* **INSTRUCTIONS TO FOLLOW**:
A line counts if it contains the word "then" at least once. State how many such lines the records contain, giving the number alone.

* **DATA FOR REVIEW**:
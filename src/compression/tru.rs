
//! The true codec, used by the sd15, merrill and quattro generations.
//!
//! The payload carries three independently compressed sensor planes.
//! Every plane is a sequence of rows, every row a sequence of
//! huffman coded (bit length, difference) runs,
//! and every row starts on a 32-bit word boundary.
//! The predictors track even and odd columns separately,
//! and the first two columns of a row predict from the first two columns
//! of the previous row of the same parity.

use smallvec::SmallVec;

use crate::compression::{decode_true_difference, read_code_pairs, HuffmanTree, WordBits};
use crate::error::{Error, Result};
use crate::image::{ImageKind, PixelData, Plane};
use crate::io::Data;


/// Plane payloads are padded to this alignment.
const PLANE_ALIGNMENT: u32 = 16;

/// The per-plane predictor seed. Cameras always write 512.
const EXPECTED_SEED: u16 = 512;


/// Decode the payload of a true codec image section.
pub(crate) fn decode(kind: ImageKind, columns: u32, rows: u32, payload: &[u8]) -> Result<PixelData> {
    let mut read: &[u8] = payload;

    // quattro sections declare the dimensions of each plane,
    // because the top plane has its own resolution
    let quattro_dimensions = if kind == ImageKind::RawQuattro {
        let mut dimensions = [(0_u16, 0_u16); 3];
        for plane in &mut dimensions {
            plane.0 = u16::read(&mut read)?;
            plane.1 = u16::read(&mut read)?;
        }
        Some(dimensions)
    }
    else if kind.uses_true_codec() { None }
    else {
        return Err(Error::section("image kind is not true codec"));
    };

    let mut seeds = [0_u16; 3];
    for seed in &mut seeds {
        *seed = u16::read(&mut read)?;
        if *seed != EXPECTED_SEED {
            log::debug!("unusual true codec seed {} (cameras write {})", seed, EXPECTED_SEED);
        }
    }

    let _unknown = u16::read(&mut read)?;

    let pairs = read_code_pairs(&mut read)?;
    let tree = HuffmanTree::from_code_pairs(&pairs)?;

    if kind == ImageKind::RawQuattro {
        let _unknown = u32::read(&mut read)?;
    }

    let mut plane_sizes = [0_u32; 3];
    for size in &mut plane_sizes {
        *size = u32::read(&mut read)?;
    }

    let data = read;

    // plane starts are padded to 16 bytes;
    // the padded sizes must fit the remaining payload
    let mut plane_offsets = [0_u64; 3];
    let mut next_offset = 0_u64;

    for (offset, &size) in plane_offsets.iter_mut().zip(&plane_sizes) {
        *offset = next_offset;

        if next_offset + u64::from(size) > data.len() as u64 {
            return Err(Error::section("declared plane sizes exceed the image payload"));
        }

        let alignment = u64::from(PLANE_ALIGNMENT);
        let padded = (u64::from(size) + alignment - 1) / alignment * alignment;
        next_offset += padded;
    }

    let mut planes = SmallVec::new();

    for plane_index in 0 .. 3 {
        let (plane_columns, plane_rows) = match quattro_dimensions {
            Some(dimensions) => {
                let (columns, rows) = dimensions[plane_index];
                (u32::from(columns), u32::from(rows))
            },
            None => (columns, rows),
        };

        let start = plane_offsets[plane_index] as usize;
        let bytes = &data[start .. start + plane_sizes[plane_index] as usize];

        planes.push(decode_plane(
            bytes, plane_columns, plane_rows,
            seeds[plane_index], &tree,
        )?);
    }

    Ok(PixelData::Planes(planes))
}


/// Decode one plane into its own sample buffer.
fn decode_plane(
    bytes: &[u8], columns: u32, rows: u32,
    seed: u16, tree: &HuffmanTree,
) -> Result<Plane>
{
    let sample_count = (columns as usize).checked_mul(rows as usize)
        .ok_or_else(|| Error::section("plane dimension overflow"))?;

    // every sample consumes at least one bit of the plane stream
    if sample_count > bytes.len().saturating_mul(8) {
        return Err(Error::section("plane dimensions exceed the plane payload"));
    }

    let mut samples = Vec::with_capacity(sample_count);
    let mut bits = WordBits::new(bytes);

    // the first two columns of each row predict vertically,
    // tracked separately per row parity and column parity;
    // 64 bit accumulators, so that hostile streams cannot overflow
    let mut row_start = [[i64::from(seed); 2]; 2];

    for row in 0 .. rows {
        let row_parity = (row & 1) as usize;
        let mut accumulators = [0_i64; 2];

        for column in 0 .. columns {
            let column_parity = (column & 1) as usize;
            let difference = i64::from(decode_true_difference(&mut bits, tree)?);

            let previous =
                if column < 2 { row_start[row_parity][column_parity] }
                else { accumulators[column_parity] };

            let value = previous + difference;
            accumulators[column_parity] = value;

            if column < 2 {
                row_start[row_parity][column_parity] = value;
            }

            samples.push(value.clamp(0, 0xffff) as u16);
        }

        // every row starts on a fresh 32-bit word
        bits.align_to_word();
    }

    Ok(Plane { columns, rows, samples })
}


#[cfg(test)]
mod test {
    use super::*;

    /// Codes: symbol 2 is `0`, symbol 3 is `10`.
    /// Symbols name the bit length of the following difference.
    fn length_tree() -> HuffmanTree {
        HuffmanTree::from_code_pairs(&[
            (0, 1), (0, 1),             // lengths 0 and 1 unused
            (1, 0b0000_0000),           // length 2
            (2, 0b1000_0000),           // length 3
        ]).unwrap()
    }

    /// The bit stream `0 11 10 101` (+3 then +5),
    /// packed into one 32-bit little endian word.
    fn two_column_stream() -> [u8; 4] {
        let word = 0b0111_0101_u32 << 24;
        word.to_le_bytes()
    }

    #[test]
    fn even_and_odd_predictors_are_independent() {
        let plane = decode_plane(&two_column_stream(), 2, 1, 512, &length_tree()).unwrap();
        assert_eq!(plane.samples, vec![515, 517]);
    }

    #[test]
    fn negative_differences_sign_extend() {
        // `0 00 10 010`: -3 then -5
        let word = 0b0001_0010_u32 << 24;
        let plane = decode_plane(&word.to_le_bytes(), 2, 1, 512, &length_tree()).unwrap();
        assert_eq!(plane.samples, vec![509, 507]);
    }

    #[test]
    fn first_columns_predict_from_previous_row_of_same_parity() {
        // row 0: +3 +5, rows realign to word boundaries,
        // row 2: +3 +5 predicting from row 0 (both even rows)
        let mut bytes = Vec::new();
        bytes.extend_from_slice(&two_column_stream());
        bytes.extend_from_slice(&two_column_stream());
        bytes.extend_from_slice(&two_column_stream());

        let plane = decode_plane(&bytes, 2, 3, 512, &length_tree()).unwrap();

        // row 1 is odd and predicts from the seed again
        assert_eq!(plane.samples, vec![515, 517, 515, 517, 518, 522]);
    }

    #[test]
    fn values_clamp_to_sixteen_bits() {
        // `0 00 10 010` from a zero seed: -3 then -5, both negative
        let word = 0b0001_0010_u32 << 24;
        let plane = decode_plane(&word.to_le_bytes(), 2, 1, 0, &length_tree()).unwrap();
        assert_eq!(plane.samples, vec![0, 0]);
    }

    fn merrill_payload(stream: &[u8; 4]) -> Vec<u8> {
        let mut payload = Vec::new();

        for _ in 0 .. 3 {
            payload.extend_from_slice(&512_u16.to_le_bytes());
        }
        payload.extend_from_slice(&0_u16.to_le_bytes());

        // table: lengths 0 and 1 unused, length 2 -> `0`, length 3 -> `10`
        payload.extend_from_slice(&[0, 1, 0, 1, 1, 0b0000_0000, 2, 0b1000_0000, 0, 0]);

        // three planes of 4 bytes each, padded to 16 byte starts
        for &size in &[4_u32, 4, 4] {
            payload.extend_from_slice(&size.to_le_bytes());
        }

        let mut data = vec![0_u8; 36];
        data[0 .. 4].copy_from_slice(stream);
        data[16 .. 20].copy_from_slice(stream);
        data[32 .. 36].copy_from_slice(stream);
        payload.extend_from_slice(&data);

        payload
    }

    #[test]
    fn merrill_planes_start_at_sixteen_byte_boundaries() {
        let payload = merrill_payload(&two_column_stream());
        let decoded = decode(ImageKind::RawMerrill, 2, 1, &payload).unwrap();

        match decoded {
            PixelData::Planes(planes) => {
                assert_eq!(planes.len(), 3);
                for plane in &planes {
                    assert_eq!((plane.columns, plane.rows), (2, 1));
                    assert_eq!(plane.samples, vec![515, 517]);
                }
            },
            other => panic!("expected Planes, got {:?}", other),
        }
    }

    #[test]
    fn quattro_planes_use_the_declared_dimensions() {
        let mut payload = Vec::new();

        // plane dimension table: two small planes, one wider top plane
        for &(columns, rows) in &[(1_u16, 1_u16), (1, 1), (2, 1)] {
            payload.extend_from_slice(&columns.to_le_bytes());
            payload.extend_from_slice(&rows.to_le_bytes());
        }

        for _ in 0 .. 3 {
            payload.extend_from_slice(&512_u16.to_le_bytes());
        }
        payload.extend_from_slice(&0_u16.to_le_bytes());

        payload.extend_from_slice(&[0, 1, 0, 1, 1, 0b0000_0000, 2, 0b1000_0000, 0, 0]);

        // the extra quattro word between the table and the plane sizes
        payload.extend_from_slice(&0_u32.to_le_bytes());

        for &size in &[4_u32, 4, 4] {
            payload.extend_from_slice(&size.to_le_bytes());
        }

        // single column stream: `0 11` (+3)
        let single = (0b011_u32 << 29).to_le_bytes();

        let mut data = vec![0_u8; 36];
        data[0 .. 4].copy_from_slice(&single);
        data[16 .. 20].copy_from_slice(&single);
        data[32 .. 36].copy_from_slice(&two_column_stream());
        payload.extend_from_slice(&data);

        let decoded = decode(ImageKind::RawQuattro, 2, 1, &payload).unwrap();
        match decoded {
            PixelData::Planes(planes) => {
                assert_eq!(planes[0].samples, vec![515]);
                assert_eq!(planes[1].samples, vec![515]);
                assert_eq!((planes[2].columns, planes[2].rows), (2, 1));
                assert_eq!(planes[2].samples, vec![515, 517]);
            },
            other => panic!("expected Planes, got {:?}", other),
        }
    }

    #[test]
    fn oversized_plane_declaration_is_malformed() {
        let mut payload = merrill_payload(&two_column_stream());

        // inflate the declared size of the third plane
        let sizes_start = payload.len() - 36 - 12;
        payload[sizes_start + 8 .. sizes_start + 12]
            .copy_from_slice(&0xffff_0000_u32.to_le_bytes());

        match decode(ImageKind::RawMerrill, 2, 1, &payload) {
            Err(Error::MalformedSection(_)) => {},
            other => panic!("expected MalformedSection, got {:?}", other),
        }
    }
}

* **EXERCISE OUTPUT**:
3